Thank you Jennifer Aniston. Thank you for being brave. For the first time ever – and after years of speculation about the status of your womb – you have “come out” about your struggle to conceive and your years of IVF.
This week, in a cover story for Allure, a US-based magazine, Aniston declared she no longer had anything to hide. “The ship has sailed,” she revealed. In saying so, Aniston finally terminated the perennial questions about whether she’d chosen her career over motherhood. Turns out it was less a case of “wasn’t ready to” and more a case of “couldn’t” have a baby: what she describes as the “challenging road” of “baby-making” including unsuccessful IVF.

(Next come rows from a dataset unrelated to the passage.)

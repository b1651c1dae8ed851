use chrono::{DateTime, Utc};
use serde::{Deserialize, Serialize};

use crate::{
    domain::{Cursor, MatchupId, Message, MessageId, ProfileId},
    error::{GraphqlError, GraphqlException},
};

/// One `{query, variables}` envelope. The batched HTTP endpoint accepts an
/// array of these; the streaming `subscribe` frame carries exactly one.
#[derive(Debug, Clone, Serialize, Deserialize)]
pub struct GraphqlRequest {
    pub query: String,
    #[serde(
        default,
        rename = "operationName",
        skip_serializing_if = "Option::is_none"
    )]
    pub operation_name: Option<String>,
    #[serde(default, skip_serializing_if = "Option::is_none")]
    pub variables: Option<serde_json::Value>,
}

impl GraphqlRequest {
    pub fn new(query: impl Into<String>) -> Self {
        Self {
            query: query.into(),
            operation_name: None,
            variables: None,
        }
    }

    pub fn with_operation_name(mut self, name: impl Into<String>) -> Self {
        self.operation_name = Some(name.into());
        self
    }

    pub fn with_variables(mut self, variables: serde_json::Value) -> Self {
        self.variables = Some(variables);
        self
    }
}

/// One `{data, errors}` result. The batched endpoint returns an array of
/// these in request order; the streaming `next` frame carries one.
#[derive(Debug, Clone, Default, Serialize, Deserialize)]
pub struct GraphqlResponse {
    #[serde(default, skip_serializing_if = "Option::is_none")]
    pub data: Option<serde_json::Value>,
    #[serde(default, skip_serializing_if = "Vec::is_empty")]
    pub errors: Vec<GraphqlError>,
}

impl GraphqlResponse {
    pub fn into_data(self) -> Result<serde_json::Value, GraphqlException> {
        if !self.errors.is_empty() {
            return Err(GraphqlException::new(self.errors));
        }
        Ok(self.data.unwrap_or(serde_json::Value::Null))
    }
}

/// Client-to-server frames of the GraphQL-over-WebSocket protocol. Wire
/// names (`connection_init`, `subscribe`, ...) come from the serde rename.
#[derive(Debug, Clone, Serialize, Deserialize)]
#[serde(tag = "type", rename_all = "snake_case")]
pub enum WsClientFrame {
    ConnectionInit {
        #[serde(default, skip_serializing_if = "Option::is_none")]
        payload: Option<serde_json::Value>,
    },
    Subscribe {
        id: String,
        payload: GraphqlRequest,
    },
    Complete {
        id: String,
    },
    Ping {
        #[serde(default, skip_serializing_if = "Option::is_none")]
        payload: Option<serde_json::Value>,
    },
    Pong {
        #[serde(default, skip_serializing_if = "Option::is_none")]
        payload: Option<serde_json::Value>,
    },
}

/// Server-to-client frames of the GraphQL-over-WebSocket protocol.
#[derive(Debug, Clone, Serialize, Deserialize)]
#[serde(tag = "type", rename_all = "snake_case")]
pub enum WsServerFrame {
    ConnectionAck {
        #[serde(default, skip_serializing_if = "Option::is_none")]
        payload: Option<serde_json::Value>,
    },
    Next {
        id: String,
        payload: GraphqlResponse,
    },
    Error {
        id: String,
        payload: Vec<GraphqlError>,
    },
    Complete {
        id: String,
    },
    Ping {
        #[serde(default, skip_serializing_if = "Option::is_none")]
        payload: Option<serde_json::Value>,
    },
    Pong {
        #[serde(default, skip_serializing_if = "Option::is_none")]
        payload: Option<serde_json::Value>,
    },
}

#[derive(Debug, Clone, Default, Serialize, Deserialize)]
#[serde(rename_all = "camelCase")]
pub struct PageInfo {
    #[serde(default, skip_serializing_if = "Option::is_none")]
    pub end_cursor: Option<Cursor>,
}

/// A message as it appears inside a matchup's page; the owning matchup id
/// is implied by the surrounding query and re-attached on conversion.
#[derive(Debug, Clone, Serialize, Deserialize)]
#[serde(rename_all = "camelCase")]
pub struct MessageNode {
    pub id: MessageId,
    pub sender_id: ProfileId,
    pub text: String,
    pub timestamp: DateTime<Utc>,
}

impl MessageNode {
    pub fn into_message(self, matchup_id: MatchupId) -> Message {
        Message {
            id: self.id,
            matchup_id,
            sender_id: self.sender_id,
            text: self.text,
            timestamp: self.timestamp,
        }
    }
}

/// One ordered window of a matchup's messages, historical or streamed.
#[derive(Debug, Clone, Default, Serialize, Deserialize)]
#[serde(rename_all = "camelCase")]
pub struct MessagePage {
    #[serde(default)]
    pub page_info: PageInfo,
    #[serde(default)]
    pub nodes: Vec<MessageNode>,
}
use serde::{Deserialize, Serialize};
use thiserror::Error;

/// One entry of a GraphQL response's `errors` array.
#[derive(Debug, Clone, Serialize, Deserialize)]
pub struct GraphqlError {
    pub message: String,
    #[serde(default, skip_serializing_if = "Option::is_none")]
    pub path: Option<Vec<serde_json::Value>>,
    #[serde(default, skip_serializing_if = "Option::is_none")]
    pub extensions: Option<serde_json::Value>,
}

impl GraphqlError {
    pub fn new(message: impl Into<String>) -> Self {
        Self {
            message: message.into(),
            path: None,
            extensions: None,
        }
    }
}

impl std::fmt::Display for GraphqlError {
    fn fmt(&self, f: &mut std::fmt::Formatter<'_>) -> std::fmt::Result {
        f.write_str(&self.message)
    }
}

/// The full `errors` array of one operation result.
#[derive(Debug, Clone, Default, Serialize, Deserialize)]
pub struct GraphqlErrorList(pub Vec<GraphqlError>);

impl GraphqlErrorList {
    pub fn is_empty(&self) -> bool {
        self.0.is_empty()
    }
}

impl std::fmt::Display for GraphqlErrorList {
    fn fmt(&self, f: &mut std::fmt::Formatter<'_>) -> std::fmt::Result {
        let mut first = true;
        for err in &self.0 {
            if !first {
                f.write_str("; ")?;
            }
            f.write_str(&err.message)?;
            first = false;
        }
        Ok(())
    }
}

impl From<Vec<GraphqlError>> for GraphqlErrorList {
    fn from(value: Vec<GraphqlError>) -> Self {
        Self(value)
    }
}

/// Raised when an operation's result carries `errors`.
#[derive(Debug, Clone, Error)]
#[error("graphql operation failed: {errors}")]
pub struct GraphqlException {
    pub errors: GraphqlErrorList,
}

impl GraphqlException {
    pub fn new(errors: impl Into<GraphqlErrorList>) -> Self {
        Self {
            errors: errors.into(),
        }
    }
}
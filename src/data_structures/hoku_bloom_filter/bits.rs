// Copyright (c) 2025 Hoku Authors
//
// Licensed under dual license:
// - MIT License (LICENSE-MIT or https://opensource.org/licenses/MIT)
// - Apache License, Version 2.0 (LICENSE-APACHE or https://www.apache.org/licenses/LICENSE-2.0)

//! Word-packed atomic bit store.
//!
//! Bits are packed into 32-bit words with bit 0 of a word being its most
//! significant bit. Bits are only ever set, never cleared, so every mutation
//! is a single `fetch_or` and concurrent readers can only observe a store that
//! is at least as full as any serial execution would produce.

use std::sync::atomic::{AtomicU32, AtomicU64, Ordering};

use crate::data_structures::hoku_bloom_filter::error::{HokuBloomFilterError, Result};
use crate::data_structures::hoku_bloom_filter::params::{WORD_BITS, WORD_BYTES};

/// Fixed-size array of atomic words plus the insertion counter.
#[derive(Debug)]
pub(crate) struct AtomicBitStore {
    words: Vec<AtomicU32>,
    inserted: AtomicU64,
}

impl AtomicBitStore {
    /// Allocate `word_count` zeroed words.
    ///
    /// The allocation is reserved up front; a refusal is reported as
    /// [`HokuBloomFilterError::Resource`] and nothing is kept.
    pub fn zeroed(word_count: usize) -> Result<Self> {
        let mut words = Vec::new();
        words
            .try_reserve_exact(word_count)
            .map_err(|_| HokuBloomFilterError::Resource {
                requested_bytes: word_count as u64 * WORD_BYTES as u64,
            })?;
        words.resize_with(word_count, || AtomicU32::new(0));

        Ok(Self {
            words,
            inserted: AtomicU64::new(0),
        })
    }

    /// Rebuild a store verbatim from persisted words and count.
    pub fn from_words(words: Vec<u32>, inserted: u64) -> Self {
        Self {
            words: words.into_iter().map(AtomicU32::new).collect(),
            inserted: AtomicU64::new(inserted),
        }
    }

    /// Set bit `index`.
    pub fn set(&self, index: u64) {
        let (word, mask) = locate(index);
        self.words[word].fetch_or(mask, Ordering::Release);
    }

    /// Returns true if bit `index` is set.
    pub fn test(&self, index: u64) -> bool {
        let (word, mask) = locate(index);
        self.words[word].load(Ordering::Acquire) & mask == mask
    }

    /// Count one insertion and return the new total.
    pub fn record_insertion(&self) -> u64 {
        self.inserted.fetch_add(1, Ordering::AcqRel) + 1
    }

    /// Number of insertions recorded so far.
    pub fn inserted(&self) -> u64 {
        self.inserted.load(Ordering::Acquire)
    }

    /// Number of storage words.
    pub fn word_count(&self) -> usize {
        self.words.len()
    }

    /// Number of set bits.
    pub fn count_ones(&self) -> u64 {
        self.words
            .iter()
            .map(|word| u64::from(word.load(Ordering::Relaxed).count_ones()))
            .sum()
    }

    /// Copy of the current word contents, in order.
    pub fn snapshot(&self) -> Vec<u32> {
        self.words
            .iter()
            .map(|word| word.load(Ordering::Acquire))
            .collect()
    }
}

/// Word index and mask for bit `index`, most significant bit first.
fn locate(index: u64) -> (usize, u32) {
    let word = (index / u64::from(WORD_BITS)) as usize;
    let offset = (index % u64::from(WORD_BITS)) as u32;
    (word, 1u32 << (WORD_BITS - 1 - offset))
}
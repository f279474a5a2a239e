//! Data structures for Hoku.
//!
//! This module contains specialized data structures optimized for
//! high-performance concurrent operations. All implementations adhere to the
//! strict project requirements:
//! - No unsafe code
//! - Lock-free concurrency patterns
//! - Explicit, versioned binary formats for anything that is persisted

pub mod hoku_bloom_filter;

// Re-export common data structures
pub use hoku_bloom_filter::{HokuBloomFilter, HokuBloomFilterConfig, HokuBloomFilterError};
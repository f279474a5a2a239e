// Copyright (c) 2025 Hoku Authors
//
// Licensed under dual license:
// - MIT License (LICENSE-MIT or https://opensource.org/licenses/MIT)
// - Apache License, Version 2.0 (LICENSE-APACHE or https://www.apache.org/licenses/LICENSE-2.0)

//! Error types for the Hoku Bloom Filter.

/// Errors that can occur in Hoku Bloom Filter operations.
#[derive(Debug, thiserror::Error)]
pub enum HokuBloomFilterError {
    /// The requested sizing is invalid or degenerate
    #[error("Invalid filter configuration: {0}")]
    Configuration(String),

    /// The bit store could not be allocated
    #[error("Insufficient memory for a bit store of {requested_bytes} bytes")]
    Resource {
        /// Size of the allocation that was refused
        requested_bytes: u64,
    },

    /// The digest algorithm named by the filter is unavailable
    #[error("Hash calculation error: {0}")]
    Hash(String),

    /// Reading or writing the persisted form failed
    #[error("I/O error: {0}")]
    Io(#[from] std::io::Error),
}

/// Result type for Hoku Bloom Filter operations
pub type Result<T> = std::result::Result<T, HokuBloomFilterError>;

impl HokuBloomFilterError {
    /// Build an `Io` error of kind `InvalidData` for malformed persisted state.
    pub(crate) fn invalid_data(message: impl Into<String>) -> Self {
        Self::Io(std::io::Error::new(
            std::io::ErrorKind::InvalidData,
            message.into(),
        ))
    }
}
// Copyright (c) 2025 Hoku Authors
//
// Licensed under dual license:
// - MIT License (LICENSE-MIT or https://opensource.org/licenses/MIT)
// - Apache License, Version 2.0 (LICENSE-APACHE or https://www.apache.org/licenses/LICENSE-2.0)

//! Main implementation of the Hoku Bloom Filter.

use std::fmt;
use std::io::{Read, Write};
use std::sync::Arc;

use serde::Serialize;

use crate::data_structures::hoku_bloom_filter::bits::AtomicBitStore;
use crate::data_structures::hoku_bloom_filter::codec::{self, FilterState, HEADER_BYTES};
use crate::data_structures::hoku_bloom_filter::config::HokuBloomFilterConfig;
use crate::data_structures::hoku_bloom_filter::error::Result;
use crate::data_structures::hoku_bloom_filter::events::{
    SaturationEvent, SaturationObserver, TracingSaturationObserver,
};
use crate::data_structures::hoku_bloom_filter::hash::{DigestProbeHasher, ProbeHasher};
use crate::data_structures::hoku_bloom_filter::params::{
    self, FilterParameters, MAX_HASH_COUNT, WORD_BYTES,
};

/// An insert-only Bloom filter over byte strings.
///
/// `HokuBloomFilter` is lock-free: every bit is set with a single atomic
/// `fetch_or` and the insertion counter is an atomic add, so one instance can
/// be shared between threads behind an `Arc` and used through `&self`.
///
/// # Examples
///
/// ```
/// use hoku_lib::data_structures::hoku_bloom_filter::HokuBloomFilter;
///
/// let filter = HokuBloomFilter::with_probability(1_000, 0.01).unwrap();
/// filter.add(b"hello_world").unwrap();
///
/// assert!(filter.might_contain(b"hello_world").unwrap());
/// assert_eq!(filter.current_count(), 1);
///
/// let mut bytes = Vec::new();
/// filter.write_to(&mut bytes).unwrap();
/// let restored = HokuBloomFilter::read_from(bytes.as_slice()).unwrap();
/// assert!(restored.might_contain(b"hello_world").unwrap());
/// ```
pub struct HokuBloomFilter {
    /// Sizing fixed at construction
    params: FilterParameters,

    /// Bit words and insertion counter
    store: AtomicBitStore,

    /// Receives an event for each insertion past the defined capacity
    observer: Arc<dyn SaturationObserver>,
}

/// Read-only description of a filter, suitable for reporting.
#[derive(Debug, Clone, PartialEq, Serialize)]
pub struct FilterSummary {
    /// Number of probes per element (k)
    pub hash_count: u8,
    /// Digest algorithm identifier
    pub hash_function_id: u8,
    /// Total addressable bits (m)
    pub bit_capacity: u64,
    /// Size of the bit store in bytes
    pub size_bytes: u64,
    /// Target false positive rate (p)
    pub false_positive_rate: f32,
    /// Number of elements the filter was designed for (n)
    pub defined_capacity: u32,
    /// Number of insertions so far
    pub current_count: u64,
    /// Fraction of bits set
    pub fill_ratio: f64,
    /// False positive rate predicted at the current load
    pub estimated_false_positive_rate: f64,
}

impl HokuBloomFilter {
    /// Create a filter with an explicit byte size and hash count.
    ///
    /// # Arguments
    ///
    /// * `size_bytes` - Size of the bit store, rounded up to whole 32-bit words
    /// * `hash_count` - Number of probes per element, 1 to 255
    /// * `expected_items` - Number of elements the filter is designed for
    pub fn with_size(size_bytes: usize, hash_count: usize, expected_items: u32) -> Result<Self> {
        Self::from_parameters(FilterParameters::explicit(
            size_bytes,
            hash_count,
            expected_items,
        )?)
    }

    /// Create a filter sized for `expected_items` at the target false positive rate.
    pub fn with_probability(expected_items: u32, false_positive_rate: f64) -> Result<Self> {
        Self::from_parameters(FilterParameters::probabilistic(
            expected_items,
            false_positive_rate,
        )?)
    }

    /// Create a filter from a builder configuration.
    pub fn with_config(config: HokuBloomFilterConfig) -> Result<Self> {
        Self::from_parameters(config.resolve()?)
    }

    /// Create an empty filter with already resolved parameters.
    pub fn from_parameters(params: FilterParameters) -> Result<Self> {
        let store = AtomicBitStore::zeroed(params.word_count())?;
        tracing::debug!(
            bit_capacity = params.bit_capacity(),
            hash_count = params.hash_count(),
            defined_capacity = params.defined_capacity(),
            false_positive_rate = params.false_positive_rate(),
            "Created bloom filter"
        );

        Ok(Self {
            params,
            store,
            observer: Arc::new(TracingSaturationObserver),
        })
    }

    /// Read a filter from its persisted form.
    pub fn read_from<R: Read>(reader: R) -> Result<Self> {
        let FilterState {
            params,
            words,
            current_count,
        } = codec::decode(reader)?;
        tracing::debug!(
            bit_capacity = params.bit_capacity(),
            hash_count = params.hash_count(),
            current_count,
            "Loaded bloom filter"
        );

        Ok(Self {
            params,
            store: AtomicBitStore::from_words(words, current_count),
            observer: Arc::new(TracingSaturationObserver),
        })
    }

    /// Read a filter from an in-memory buffer.
    pub fn from_bytes(bytes: &[u8]) -> Result<Self> {
        Self::read_from(bytes)
    }

    /// Replace the state of this filter with a persisted one.
    ///
    /// On error the current state is left untouched. The observer is kept.
    pub fn reload_from<R: Read>(&mut self, reader: R) -> Result<()> {
        let loaded = Self::read_from(reader)?;
        self.params = loaded.params;
        self.store = loaded.store;
        Ok(())
    }

    /// Route saturation events to `observer` instead of the tracing log.
    pub fn with_observer(mut self, observer: Arc<dyn SaturationObserver>) -> Self {
        self.observer = observer;
        self
    }

    /// Insert an element.
    ///
    /// All probe positions are derived before any bit is touched, so a hash
    /// failure leaves the filter unchanged. Each insertion past the defined
    /// capacity is reported to the observer.
    pub fn add(&self, element: &[u8]) -> Result<()> {
        let mut buffer = [0u64; MAX_HASH_COUNT];
        let positions = &mut buffer[..usize::from(self.params.hash_count())];
        self.hasher()?.fill_probes(element, positions);
        for &position in positions.iter() {
            self.store.set(position);
        }

        let count = self.store.record_insertion();
        if count > u64::from(self.params.defined_capacity()) {
            self.observer.on_saturation(&SaturationEvent {
                current_count: count,
                defined_capacity: self.params.defined_capacity(),
                target_false_positive_rate: self.params.false_positive_rate(),
                estimated_false_positive_rate: self.estimate_at(count),
            });
        }

        Ok(())
    }

    /// Returns true if the element might have been inserted.
    ///
    /// False positives are possible, false negatives are not. Stops at the
    /// first probe whose bit is unset.
    pub fn might_contain(&self, element: &[u8]) -> Result<bool> {
        let hasher = self.hasher()?;
        Ok((0..self.params.hash_count()).all(|seed| self.store.test(hasher.probe(element, seed))))
    }

    /// Write the filter in the binary persistence format.
    pub fn write_to<W: Write>(&self, writer: W) -> Result<()> {
        let words = self.store.snapshot();
        codec::encode(writer, &self.params, &words, self.store.inserted())?;
        tracing::debug!(words = words.len(), "Persisted bloom filter");
        Ok(())
    }

    /// Serialize the filter into a new buffer.
    pub fn to_bytes(&self) -> Result<Vec<u8>> {
        let mut bytes = Vec::with_capacity(HEADER_BYTES + self.store.word_count() * WORD_BYTES);
        self.write_to(&mut bytes)?;
        Ok(bytes)
    }

    /// Target false positive rate (p).
    pub fn false_positive_rate(&self) -> f32 {
        self.params.false_positive_rate()
    }

    /// Number of probes per element (k).
    pub fn hash_count(&self) -> u8 {
        self.params.hash_count()
    }

    /// Total addressable bits (m).
    pub fn bit_capacity(&self) -> u64 {
        self.params.bit_capacity()
    }

    /// Number of elements the filter is designed for (n).
    pub fn defined_capacity(&self) -> u32 {
        self.params.defined_capacity()
    }

    /// Number of `add` calls so far, duplicates included.
    pub fn current_count(&self) -> u64 {
        self.store.inserted()
    }

    /// Identifier of the digest algorithm.
    pub fn hash_function_id(&self) -> u8 {
        self.params.hash_function_id()
    }

    /// Sizing of this filter.
    pub fn parameters(&self) -> &FilterParameters {
        &self.params
    }

    /// Copy of the raw storage words.
    pub fn words(&self) -> Vec<u32> {
        self.store.snapshot()
    }

    /// Fraction of bits currently set, between 0.0 and 1.0.
    pub fn fill_ratio(&self) -> f64 {
        self.store.count_ones() as f64 / self.bit_capacity() as f64
    }

    /// False positive rate predicted for the current number of insertions.
    pub fn estimated_false_positive_rate(&self) -> f64 {
        self.estimate_at(self.current_count())
    }

    /// Snapshot of parameters and load.
    pub fn summary(&self) -> FilterSummary {
        FilterSummary {
            hash_count: self.hash_count(),
            hash_function_id: self.hash_function_id(),
            bit_capacity: self.bit_capacity(),
            size_bytes: self.params.footprint_bytes(),
            false_positive_rate: self.false_positive_rate(),
            defined_capacity: self.defined_capacity(),
            current_count: self.current_count(),
            fill_ratio: self.fill_ratio(),
            estimated_false_positive_rate: self.estimated_false_positive_rate(),
        }
    }

    fn hasher(&self) -> Result<DigestProbeHasher> {
        DigestProbeHasher::new(self.params.hash_function_id(), self.params.bit_capacity())
    }

    fn estimate_at(&self, count: u64) -> f64 {
        params::false_positive_rate(
            self.params.bit_capacity(),
            count,
            u32::from(self.params.hash_count()),
        )
    }
}

impl fmt::Debug for HokuBloomFilter {
    fn fmt(&self, f: &mut fmt::Formatter<'_>) -> fmt::Result {
        f.debug_struct("HokuBloomFilter")
            .field("params", &self.params)
            .field("current_count", &self.current_count())
            .finish_non_exhaustive()
    }
}
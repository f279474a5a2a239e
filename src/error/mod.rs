//! Error module for Hoku.
//!
//! This module provides the application-level error type. Library code in
//! `data_structures` reports its own errors, which are wrapped here together
//! with configuration and I/O failures from the command-line front end.

use thiserror::Error;

use crate::data_structures::hoku_bloom_filter::HokuBloomFilterError;

pub mod config;

/// Result type alias used throughout Hoku.
pub type HokuResult<T> = Result<T, HokuError>;

/// Core error enum for Hoku.
#[derive(Error, Debug)]
pub enum HokuError {
    /// Errors occurring during configuration loading or validation.
    #[error("Configuration error: {0}")]
    Config(#[from] config::ConfigError),

    /// Errors raised by a Bloom filter.
    #[error("Filter error: {0}")]
    Filter(#[from] HokuBloomFilterError),

    /// IO errors that may occur during file operations.
    #[error("IO error: {0}")]
    Io(#[from] std::io::Error),

    /// Serialization errors when reporting filter details.
    #[error("Serialization error: {0}")]
    Serialization(#[from] serde_json::Error),

    /// Custom error with message for cases where specific error types are not defined.
    #[error("{0}")]
    Custom(String),
}

impl HokuError {
    /// Process exit code for this error.
    ///
    /// Configuration problems exit with 2, everything else with 1.
    pub fn exit_code(&self) -> u8 {
        match self {
            Self::Config(_) => 2,
            Self::Filter(HokuBloomFilterError::Configuration(_)) => 2,
            _ => 1,
        }
    }
}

It’s a road I know well because I’ve walked it myself. When I was 34, my partner and I started trying for a family. Until then I’d done what women of my generation were told to do. I went to university. I spent my 20s climbing the career ladder, eventually running a London theatre. I thought motherhood came later. But after a year of having sex-to-schedule, nothing had happened. We went to our first fertility clinic. It was the start of a decade-long journey, which involved 11 rounds of unsuccessful IVF, multiple miscarriages and a life-threatening ectopic pregnancy.
For many years, I led a secret life. Publicly I had a successful career; privately I was on a desperate mission to become a mother. I would lie on the operating table having my eggs collected under anaesthetic first thing in the morning and be back in the office before lunch. I even miscarried my baby in a public toilet and then continued on as if nothing had happened.